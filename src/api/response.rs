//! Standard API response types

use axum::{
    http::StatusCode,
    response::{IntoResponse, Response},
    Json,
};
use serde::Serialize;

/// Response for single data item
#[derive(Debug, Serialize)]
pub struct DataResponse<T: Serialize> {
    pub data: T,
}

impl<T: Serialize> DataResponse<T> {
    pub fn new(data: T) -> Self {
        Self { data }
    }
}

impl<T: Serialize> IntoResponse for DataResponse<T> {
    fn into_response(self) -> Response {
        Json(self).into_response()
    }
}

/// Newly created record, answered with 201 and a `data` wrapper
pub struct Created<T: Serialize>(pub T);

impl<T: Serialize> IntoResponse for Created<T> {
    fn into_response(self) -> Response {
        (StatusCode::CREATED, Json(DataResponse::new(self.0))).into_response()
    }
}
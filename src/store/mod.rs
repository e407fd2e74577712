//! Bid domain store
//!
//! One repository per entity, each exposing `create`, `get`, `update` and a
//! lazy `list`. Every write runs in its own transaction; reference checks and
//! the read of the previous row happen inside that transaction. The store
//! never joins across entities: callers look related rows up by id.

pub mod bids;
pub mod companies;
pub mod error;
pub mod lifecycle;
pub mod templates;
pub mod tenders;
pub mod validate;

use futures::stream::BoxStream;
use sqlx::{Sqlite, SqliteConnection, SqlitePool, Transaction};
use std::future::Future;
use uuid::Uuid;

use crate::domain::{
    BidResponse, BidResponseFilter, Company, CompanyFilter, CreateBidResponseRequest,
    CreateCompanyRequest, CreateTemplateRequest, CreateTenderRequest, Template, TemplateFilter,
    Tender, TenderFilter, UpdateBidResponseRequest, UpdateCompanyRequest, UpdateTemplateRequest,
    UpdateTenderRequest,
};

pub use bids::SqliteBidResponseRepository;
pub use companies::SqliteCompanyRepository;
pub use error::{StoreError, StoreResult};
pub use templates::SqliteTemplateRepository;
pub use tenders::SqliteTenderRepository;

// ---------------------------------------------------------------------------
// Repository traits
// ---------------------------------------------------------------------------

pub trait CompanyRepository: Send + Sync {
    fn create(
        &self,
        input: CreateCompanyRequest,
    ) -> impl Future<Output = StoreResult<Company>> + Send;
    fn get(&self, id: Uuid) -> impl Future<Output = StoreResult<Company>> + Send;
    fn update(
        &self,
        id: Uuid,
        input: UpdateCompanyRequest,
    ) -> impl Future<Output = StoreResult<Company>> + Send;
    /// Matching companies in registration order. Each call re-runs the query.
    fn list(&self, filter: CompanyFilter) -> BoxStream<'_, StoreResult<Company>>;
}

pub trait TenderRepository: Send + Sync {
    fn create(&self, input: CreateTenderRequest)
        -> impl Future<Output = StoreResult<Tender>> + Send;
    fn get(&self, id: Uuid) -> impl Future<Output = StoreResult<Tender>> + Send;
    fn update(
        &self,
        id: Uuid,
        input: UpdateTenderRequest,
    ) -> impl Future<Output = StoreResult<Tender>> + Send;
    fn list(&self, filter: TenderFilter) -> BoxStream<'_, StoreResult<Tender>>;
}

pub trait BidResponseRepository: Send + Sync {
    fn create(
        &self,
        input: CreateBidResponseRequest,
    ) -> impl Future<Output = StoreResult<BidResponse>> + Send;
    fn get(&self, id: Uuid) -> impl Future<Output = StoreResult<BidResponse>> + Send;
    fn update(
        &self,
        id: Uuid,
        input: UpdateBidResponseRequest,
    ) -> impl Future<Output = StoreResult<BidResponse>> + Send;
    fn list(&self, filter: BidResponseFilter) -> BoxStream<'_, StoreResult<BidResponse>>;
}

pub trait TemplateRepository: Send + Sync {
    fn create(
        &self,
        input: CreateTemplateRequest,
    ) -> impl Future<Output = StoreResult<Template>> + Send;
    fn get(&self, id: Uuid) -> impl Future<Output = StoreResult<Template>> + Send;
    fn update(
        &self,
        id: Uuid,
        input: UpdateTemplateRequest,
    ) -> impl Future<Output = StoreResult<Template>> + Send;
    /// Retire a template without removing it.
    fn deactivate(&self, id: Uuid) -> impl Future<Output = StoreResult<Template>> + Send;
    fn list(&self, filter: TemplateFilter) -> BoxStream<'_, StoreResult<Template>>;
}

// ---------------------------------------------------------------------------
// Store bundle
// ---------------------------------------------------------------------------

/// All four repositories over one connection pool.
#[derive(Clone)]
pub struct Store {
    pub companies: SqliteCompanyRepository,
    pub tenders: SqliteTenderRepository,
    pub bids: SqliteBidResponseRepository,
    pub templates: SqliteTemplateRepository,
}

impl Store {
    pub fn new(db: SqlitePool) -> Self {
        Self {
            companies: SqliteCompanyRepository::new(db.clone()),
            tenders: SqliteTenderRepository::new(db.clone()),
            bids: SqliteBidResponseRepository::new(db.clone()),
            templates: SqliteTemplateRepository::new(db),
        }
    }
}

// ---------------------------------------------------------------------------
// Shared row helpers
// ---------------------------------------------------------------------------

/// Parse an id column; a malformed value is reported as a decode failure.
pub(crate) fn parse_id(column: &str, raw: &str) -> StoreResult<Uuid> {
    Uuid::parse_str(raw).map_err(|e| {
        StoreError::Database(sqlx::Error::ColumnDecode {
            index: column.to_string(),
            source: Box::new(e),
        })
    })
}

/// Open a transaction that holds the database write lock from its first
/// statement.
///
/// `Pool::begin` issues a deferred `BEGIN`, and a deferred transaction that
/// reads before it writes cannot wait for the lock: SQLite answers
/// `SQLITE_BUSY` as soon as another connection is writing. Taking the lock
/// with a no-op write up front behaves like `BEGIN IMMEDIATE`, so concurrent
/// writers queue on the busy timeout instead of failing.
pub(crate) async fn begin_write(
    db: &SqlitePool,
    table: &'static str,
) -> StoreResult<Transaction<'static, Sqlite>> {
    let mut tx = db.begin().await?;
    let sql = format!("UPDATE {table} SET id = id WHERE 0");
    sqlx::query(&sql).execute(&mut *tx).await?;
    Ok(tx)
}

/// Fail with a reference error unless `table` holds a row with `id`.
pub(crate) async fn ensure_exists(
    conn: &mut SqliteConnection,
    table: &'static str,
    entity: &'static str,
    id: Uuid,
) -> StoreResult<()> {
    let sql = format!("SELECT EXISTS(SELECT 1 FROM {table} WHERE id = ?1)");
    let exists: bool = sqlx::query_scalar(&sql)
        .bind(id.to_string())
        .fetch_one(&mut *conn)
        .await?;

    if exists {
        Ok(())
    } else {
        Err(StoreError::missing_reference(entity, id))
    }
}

• • • •

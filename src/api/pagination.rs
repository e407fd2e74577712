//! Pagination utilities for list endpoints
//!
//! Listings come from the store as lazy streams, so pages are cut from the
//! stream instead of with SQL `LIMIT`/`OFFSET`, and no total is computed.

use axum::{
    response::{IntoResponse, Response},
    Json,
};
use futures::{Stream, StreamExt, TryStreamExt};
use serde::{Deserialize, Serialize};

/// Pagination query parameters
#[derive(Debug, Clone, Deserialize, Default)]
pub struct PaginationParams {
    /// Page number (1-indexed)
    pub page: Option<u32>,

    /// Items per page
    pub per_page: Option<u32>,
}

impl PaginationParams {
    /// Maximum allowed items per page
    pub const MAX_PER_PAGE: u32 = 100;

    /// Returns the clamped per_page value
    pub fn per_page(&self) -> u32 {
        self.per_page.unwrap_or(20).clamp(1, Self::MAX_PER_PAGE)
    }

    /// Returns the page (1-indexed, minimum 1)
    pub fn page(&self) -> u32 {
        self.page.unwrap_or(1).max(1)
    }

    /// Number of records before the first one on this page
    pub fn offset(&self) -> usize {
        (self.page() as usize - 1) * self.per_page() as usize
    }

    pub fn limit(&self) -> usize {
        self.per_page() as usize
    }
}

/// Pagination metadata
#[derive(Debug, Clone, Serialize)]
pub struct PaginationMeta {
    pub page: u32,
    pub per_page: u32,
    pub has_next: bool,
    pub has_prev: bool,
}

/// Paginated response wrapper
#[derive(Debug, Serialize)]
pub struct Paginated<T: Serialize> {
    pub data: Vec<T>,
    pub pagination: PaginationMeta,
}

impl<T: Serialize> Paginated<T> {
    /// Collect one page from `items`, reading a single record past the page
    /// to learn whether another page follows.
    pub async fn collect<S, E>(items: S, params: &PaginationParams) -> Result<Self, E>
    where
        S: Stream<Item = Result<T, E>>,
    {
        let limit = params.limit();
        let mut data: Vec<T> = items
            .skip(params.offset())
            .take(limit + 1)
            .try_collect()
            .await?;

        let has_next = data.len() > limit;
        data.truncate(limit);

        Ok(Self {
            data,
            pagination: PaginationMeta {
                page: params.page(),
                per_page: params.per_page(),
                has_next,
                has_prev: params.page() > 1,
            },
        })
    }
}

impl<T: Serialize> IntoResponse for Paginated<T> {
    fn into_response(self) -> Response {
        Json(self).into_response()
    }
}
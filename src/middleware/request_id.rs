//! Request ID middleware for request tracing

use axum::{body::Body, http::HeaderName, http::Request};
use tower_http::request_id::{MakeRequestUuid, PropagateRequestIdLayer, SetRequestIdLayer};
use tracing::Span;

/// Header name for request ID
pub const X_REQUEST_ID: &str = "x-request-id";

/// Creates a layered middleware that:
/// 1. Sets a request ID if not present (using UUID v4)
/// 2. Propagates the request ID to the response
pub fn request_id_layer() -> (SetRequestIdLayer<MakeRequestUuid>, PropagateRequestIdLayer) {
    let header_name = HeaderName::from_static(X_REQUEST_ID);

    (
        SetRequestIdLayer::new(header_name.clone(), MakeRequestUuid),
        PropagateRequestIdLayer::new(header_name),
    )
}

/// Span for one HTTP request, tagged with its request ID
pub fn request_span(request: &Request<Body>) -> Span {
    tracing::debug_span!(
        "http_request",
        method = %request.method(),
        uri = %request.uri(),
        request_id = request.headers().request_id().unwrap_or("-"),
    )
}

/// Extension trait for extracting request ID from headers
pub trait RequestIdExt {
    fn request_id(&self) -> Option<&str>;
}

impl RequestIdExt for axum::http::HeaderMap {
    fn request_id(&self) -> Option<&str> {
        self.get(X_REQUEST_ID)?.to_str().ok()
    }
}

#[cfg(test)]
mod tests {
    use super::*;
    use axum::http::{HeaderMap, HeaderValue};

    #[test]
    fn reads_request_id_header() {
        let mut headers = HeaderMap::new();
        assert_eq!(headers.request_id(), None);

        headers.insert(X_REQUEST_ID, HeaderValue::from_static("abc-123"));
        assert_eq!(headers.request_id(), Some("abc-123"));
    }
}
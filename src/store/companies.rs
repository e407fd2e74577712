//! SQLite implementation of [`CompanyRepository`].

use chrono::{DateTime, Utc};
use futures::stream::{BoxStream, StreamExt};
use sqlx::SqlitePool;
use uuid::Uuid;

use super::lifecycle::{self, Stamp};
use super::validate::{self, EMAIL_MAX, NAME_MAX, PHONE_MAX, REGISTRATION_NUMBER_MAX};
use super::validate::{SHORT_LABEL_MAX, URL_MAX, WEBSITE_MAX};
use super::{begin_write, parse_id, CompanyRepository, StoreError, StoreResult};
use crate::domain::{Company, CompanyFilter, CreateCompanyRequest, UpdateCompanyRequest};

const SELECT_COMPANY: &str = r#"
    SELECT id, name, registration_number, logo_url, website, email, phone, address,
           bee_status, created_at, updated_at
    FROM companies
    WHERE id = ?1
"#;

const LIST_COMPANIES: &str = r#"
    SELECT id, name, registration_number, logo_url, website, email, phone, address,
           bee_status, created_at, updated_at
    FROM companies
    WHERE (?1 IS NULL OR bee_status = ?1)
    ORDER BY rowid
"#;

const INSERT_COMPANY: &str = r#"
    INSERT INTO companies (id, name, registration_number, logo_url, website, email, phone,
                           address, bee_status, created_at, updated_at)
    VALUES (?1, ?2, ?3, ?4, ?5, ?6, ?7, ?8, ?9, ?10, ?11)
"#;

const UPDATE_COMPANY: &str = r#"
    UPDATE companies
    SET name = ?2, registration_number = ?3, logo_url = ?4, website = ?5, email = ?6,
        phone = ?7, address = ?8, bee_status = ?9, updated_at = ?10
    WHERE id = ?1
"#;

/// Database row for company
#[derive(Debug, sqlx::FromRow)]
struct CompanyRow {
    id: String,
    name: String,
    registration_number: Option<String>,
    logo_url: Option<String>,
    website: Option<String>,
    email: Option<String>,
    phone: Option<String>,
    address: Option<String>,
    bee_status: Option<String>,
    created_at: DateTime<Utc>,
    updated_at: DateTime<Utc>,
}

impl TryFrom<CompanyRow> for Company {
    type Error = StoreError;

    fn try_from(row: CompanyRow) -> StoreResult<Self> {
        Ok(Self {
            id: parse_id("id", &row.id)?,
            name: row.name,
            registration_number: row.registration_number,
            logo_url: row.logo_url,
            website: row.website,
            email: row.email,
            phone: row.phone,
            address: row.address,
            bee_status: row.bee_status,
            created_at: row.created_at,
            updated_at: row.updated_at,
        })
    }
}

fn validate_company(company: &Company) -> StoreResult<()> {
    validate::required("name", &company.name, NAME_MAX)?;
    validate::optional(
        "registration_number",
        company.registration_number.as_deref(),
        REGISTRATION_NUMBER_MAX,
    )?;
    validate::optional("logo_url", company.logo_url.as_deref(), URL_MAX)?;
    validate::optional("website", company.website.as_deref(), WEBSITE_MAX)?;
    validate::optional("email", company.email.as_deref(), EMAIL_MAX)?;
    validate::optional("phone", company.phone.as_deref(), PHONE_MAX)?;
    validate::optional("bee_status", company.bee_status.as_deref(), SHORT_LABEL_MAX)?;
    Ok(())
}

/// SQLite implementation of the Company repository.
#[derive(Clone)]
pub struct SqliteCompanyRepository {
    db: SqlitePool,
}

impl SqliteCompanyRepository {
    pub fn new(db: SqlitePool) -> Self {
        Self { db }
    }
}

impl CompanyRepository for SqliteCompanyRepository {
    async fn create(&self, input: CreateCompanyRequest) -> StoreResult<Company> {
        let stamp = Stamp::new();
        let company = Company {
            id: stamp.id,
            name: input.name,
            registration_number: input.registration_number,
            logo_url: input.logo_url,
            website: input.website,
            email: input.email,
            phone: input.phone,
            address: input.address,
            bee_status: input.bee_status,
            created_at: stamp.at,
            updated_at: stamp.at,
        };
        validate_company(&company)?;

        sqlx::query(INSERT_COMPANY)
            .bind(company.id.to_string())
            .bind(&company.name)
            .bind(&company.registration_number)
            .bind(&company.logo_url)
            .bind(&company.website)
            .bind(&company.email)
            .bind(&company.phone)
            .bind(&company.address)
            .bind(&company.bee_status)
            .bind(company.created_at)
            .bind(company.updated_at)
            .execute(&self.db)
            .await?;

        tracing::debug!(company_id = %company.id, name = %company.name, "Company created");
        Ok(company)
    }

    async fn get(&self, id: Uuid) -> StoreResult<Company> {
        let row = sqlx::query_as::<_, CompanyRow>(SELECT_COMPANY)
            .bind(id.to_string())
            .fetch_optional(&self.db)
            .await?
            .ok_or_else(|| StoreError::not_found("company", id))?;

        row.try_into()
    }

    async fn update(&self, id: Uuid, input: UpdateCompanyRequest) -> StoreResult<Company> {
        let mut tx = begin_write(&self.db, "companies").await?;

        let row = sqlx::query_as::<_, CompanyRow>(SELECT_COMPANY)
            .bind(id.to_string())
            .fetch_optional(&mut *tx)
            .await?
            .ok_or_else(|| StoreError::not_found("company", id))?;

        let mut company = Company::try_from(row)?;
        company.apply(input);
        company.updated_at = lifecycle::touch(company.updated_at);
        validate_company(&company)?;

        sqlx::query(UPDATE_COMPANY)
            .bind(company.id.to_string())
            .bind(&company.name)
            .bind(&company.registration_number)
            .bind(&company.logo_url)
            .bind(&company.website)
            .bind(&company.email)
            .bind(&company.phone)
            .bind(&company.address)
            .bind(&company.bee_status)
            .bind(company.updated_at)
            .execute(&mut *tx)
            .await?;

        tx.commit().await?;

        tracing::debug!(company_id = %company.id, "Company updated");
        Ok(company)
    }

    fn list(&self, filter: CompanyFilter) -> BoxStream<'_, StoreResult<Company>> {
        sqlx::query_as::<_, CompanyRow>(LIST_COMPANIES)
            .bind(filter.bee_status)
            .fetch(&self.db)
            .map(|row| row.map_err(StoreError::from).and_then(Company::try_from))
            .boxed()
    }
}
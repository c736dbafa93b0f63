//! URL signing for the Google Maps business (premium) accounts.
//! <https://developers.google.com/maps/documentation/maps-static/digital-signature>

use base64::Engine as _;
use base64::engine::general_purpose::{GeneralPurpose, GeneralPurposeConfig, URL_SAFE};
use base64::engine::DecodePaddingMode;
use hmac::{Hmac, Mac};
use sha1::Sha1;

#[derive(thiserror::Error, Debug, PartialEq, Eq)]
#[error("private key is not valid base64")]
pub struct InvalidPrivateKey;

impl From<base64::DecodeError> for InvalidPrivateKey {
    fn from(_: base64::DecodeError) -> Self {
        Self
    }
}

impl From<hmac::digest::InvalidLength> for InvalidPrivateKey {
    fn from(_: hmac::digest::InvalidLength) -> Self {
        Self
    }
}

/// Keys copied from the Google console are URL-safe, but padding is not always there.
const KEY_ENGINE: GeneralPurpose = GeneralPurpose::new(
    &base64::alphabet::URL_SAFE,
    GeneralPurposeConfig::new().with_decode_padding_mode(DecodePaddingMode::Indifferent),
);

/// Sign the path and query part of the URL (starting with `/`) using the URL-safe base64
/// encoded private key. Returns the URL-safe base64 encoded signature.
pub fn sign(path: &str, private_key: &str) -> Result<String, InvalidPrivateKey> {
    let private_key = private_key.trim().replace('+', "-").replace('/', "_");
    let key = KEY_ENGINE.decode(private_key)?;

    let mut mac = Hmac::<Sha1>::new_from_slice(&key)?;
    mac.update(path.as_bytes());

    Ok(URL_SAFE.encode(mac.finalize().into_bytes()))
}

• • • •

• [About this task]: Among the records above, only the lines between the line holding "#[derive(Debug, Clone, Deserialize, Default)]" and the line holding "on this page", inclusive, are to be output, exactly as written.

• [Output for this task]:
#[derive(Debug, Clone, Deserialize, Default)]
pub struct PaginationParams {
    /// Page number (1-indexed)
    pub page: Option<u32>,

    /// Items per page
    pub per_page: Option<u32>,
}

impl PaginationParams {
    /// Maximum allowed items per page
    pub const MAX_PER_PAGE: u32 = 100;

    /// Returns the clamped per_page value
    pub fn per_page(&self) -> u32 {
        self.per_page.unwrap_or(20).clamp(1, Self::MAX_PER_PAGE)
    }

    /// Returns the page (1-indexed, minimum 1)
    pub fn page(&self) -> u32 {
        self.page.unwrap_or(1).max(1)
    }

    /// Number of records before the first one on this page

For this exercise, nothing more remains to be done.